* WHAT THE TASK REQUIRES: Filter the data for lines with the word "SourceStats", then copy every line so identified.

--- TASK INPUTS ---

use std::collections::BTreeMap;
use std::sync::Arc;

use axum::{
    extract::{Path, State},
    http::StatusCode,
    response::{IntoResponse, Response},
    routing::{get, post},
    Json, Router,
};
use serde::{Deserialize, Serialize};
use tower_http::cors::CorsLayer;

use crate::config::{SourceConfig, SourceConfigPatch};
use crate::error::ExtractError;
use crate::limiter::{RateLimiterService, SourceStats};
use crate::resolver::{ProductResolver, ResolvedProduct, ResolverOptions};

#[derive(Clone)]
pub struct AppState {
    pub limiter: RateLimiterService,
    pub resolver: Arc<ProductResolver>,
}

impl AppState {
    pub fn new(limiter: RateLimiterService, resolver: ProductResolver) -> Self {
        Self {
            limiter,
            resolver: Arc::new(resolver),
        }
    }
}

pub fn router(state: AppState) -> Router {
    Router::new()
        .route("/health", get(|| async { "ok" }))
        .route("/resolve", post(resolve))
        .route("/admin/stats", get(all_stats))
        .route("/admin/stats/{source}", get(source_stats))
        .route("/admin/cost", get(cost))
        .route("/admin/queues", get(queues))
        .route("/admin/emergency", get(emergency).post(set_emergency))
        .route("/admin/config/{source}", get(source_config).patch(update_config))
        .layer(CorsLayer::very_permissive())
        .with_state(state)
}

/// `ExtractError` as an HTTP response.
pub struct ApiError(pub ExtractError);

impl From<ExtractError> for ApiError {
    fn from(e: ExtractError) -> Self {
        Self(e)
    }
}

#[derive(Serialize)]
struct ErrorBody {
    error: &'static str,
    message: String,
}

impl IntoResponse for ApiError {
    fn into_response(self) -> Response {
        let status = match &self.0 {
            ExtractError::UnknownSource(_) => StatusCode::NOT_FOUND,
            ExtractError::InvalidUrl(_) => StatusCode::BAD_REQUEST,
            ExtractError::EmergencyStop { .. } => StatusCode::SERVICE_UNAVAILABLE,
            _ => StatusCode::BAD_GATEWAY,
        };
        let body = ErrorBody {
            error: self.0.kind(),
            message: self.0.to_string(),
        };
        (status, Json(body)).into_response()
    }
}

#[derive(Deserialize)]
#[serde(rename_all = "camelCase")]
struct ResolveReq {
    url: String,
    #[serde(default)]
    accept_missing_price: Option<bool>,
}

async fn resolve(
    State(state): State<AppState>,
    Json(body): Json<ResolveReq>,
) -> Result<Json<ResolvedProduct>, ApiError> {
    let mut opts: ResolverOptions = state.resolver.options();
    if let Some(accept) = body.accept_missing_price {
        opts.accept_missing_price = accept;
    }
    let product = state.resolver.resolve_with(&body.url, opts).await?;
    Ok(Json(product))
}

async fn all_stats(State(state): State<AppState>) -> Json<BTreeMap<String, SourceStats>> {
    Json(state.limiter.all_stats())
}

async fn source_stats(
    State(state): State<AppState>,
    Path(source): Path<String>,
) -> Result<Json<SourceStats>, ApiError> {
    state
        .limiter
        .stats(&source)
        .map(Json)
        .ok_or(ApiError(ExtractError::UnknownSource(source)))
}

#[derive(Serialize)]
#[serde(rename_all = "camelCase")]
struct CostOut {
    total_cost: f64,
    daily_spend: f64,
    max_daily_cost: f64,
    emergency_active: bool,
}

async fn cost(State(state): State<AppState>) -> Json<CostOut> {
    let l = &state.limiter;
    Json(CostOut {
        total_cost: l.total_cost(),
        daily_spend: l.daily_spend(),
        max_daily_cost: l.max_daily_cost(),
        emergency_active: l.is_emergency_active(),
    })
}

async fn queues(State(state): State<AppState>) -> Json<BTreeMap<String, usize>> {
    Json(state.limiter.queue_status())
}

#[derive(Serialize, Deserialize)]
struct EmergencyState {
    active: bool,
}

async fn emergency(State(state): State<AppState>) -> Json<EmergencyState> {
    Json(EmergencyState {
        active: state.limiter.is_emergency_active(),
    })
}

async fn set_emergency(
    State(state): State<AppState>,
    Json(body): Json<EmergencyState>,
) -> Json<EmergencyState> {
    state.limiter.set_emergency_stop(body.active);
    Json(EmergencyState {
        active: state.limiter.is_emergency_active(),
    })
}

async fn source_config(
    State(state): State<AppState>,
    Path(source): Path<String>,
) -> Result<Json<SourceConfig>, ApiError> {
    state
        .limiter
        .config(&source)
        .map(Json)
        .ok_or(ApiError(ExtractError::UnknownSource(source)))
}

async fn update_config(
    State(state): State<AppState>,
    Path(source): Path<String>,
    Json(patch): Json<SourceConfigPatch>,
) -> Result<Json<SourceConfig>, ApiError> {
    let updated = state.limiter.update_config(&source, &patch)?;
    Ok(Json(updated))
}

---

* ANSWER AREA:
use crate::limiter::{RateLimiterService, SourceStats};
async fn all_stats(State(state): State<AppState>) -> Json<BTreeMap<String, SourceStats>> {
) -> Result<Json<SourceStats>, ApiError> {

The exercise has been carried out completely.